INFORMATION GIVEN:
+---+
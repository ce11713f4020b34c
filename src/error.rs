use std::path::PathBuf;

use thiserror::Error;

pub type Result<T> = std::result::Result<T, PipelineError>;

#[derive(Error, Debug)]
pub enum PipelineError {
    #[error("File I/O error: {0}")]
    Io(#[from] std::io::Error),

    #[error("Station file parsing error: {0}")]
    Csv(#[from] csv::Error),

    #[error("Database error: {0}")]
    Database(#[from] sqlx::Error),

    #[error("Configuration error: {0}")]
    ConfigSource(#[from] config::ConfigError),

    #[error("Configuration error: {0}")]
    Config(String),

    #[error("Validation error: {0}")]
    Validation(#[from] validator::ValidationErrors),

    #[error("Source directory not found: {}", path.display())]
    MissingDirectory { path: PathBuf },

    #[error("Invalid data format: {0}")]
    InvalidFormat(String),

    #[error("Ingestion failed: {stages}")]
    IngestionFailed { stages: String },

    #[error("{message}")]
    InvalidQuery {
        parameter: &'static str,
        message: String,
    },
}

impl PipelineError {
    pub fn invalid_query(parameter: &'static str, message: impl Into<String>) -> Self {
        PipelineError::InvalidQuery {
            parameter,
            message: message.into(),
        }
    }

    /// True for errors caused by the caller's input rather than the server.
    pub fn is_client_error(&self) -> bool {
        matches!(self, PipelineError::InvalidQuery { .. })
    }
}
+---+
EXERCISE OBJECTIVE: Considering only lines that hold the word "String", work out how many appear in the listing above and give that number only.

PROBLEM SOLUTION: 5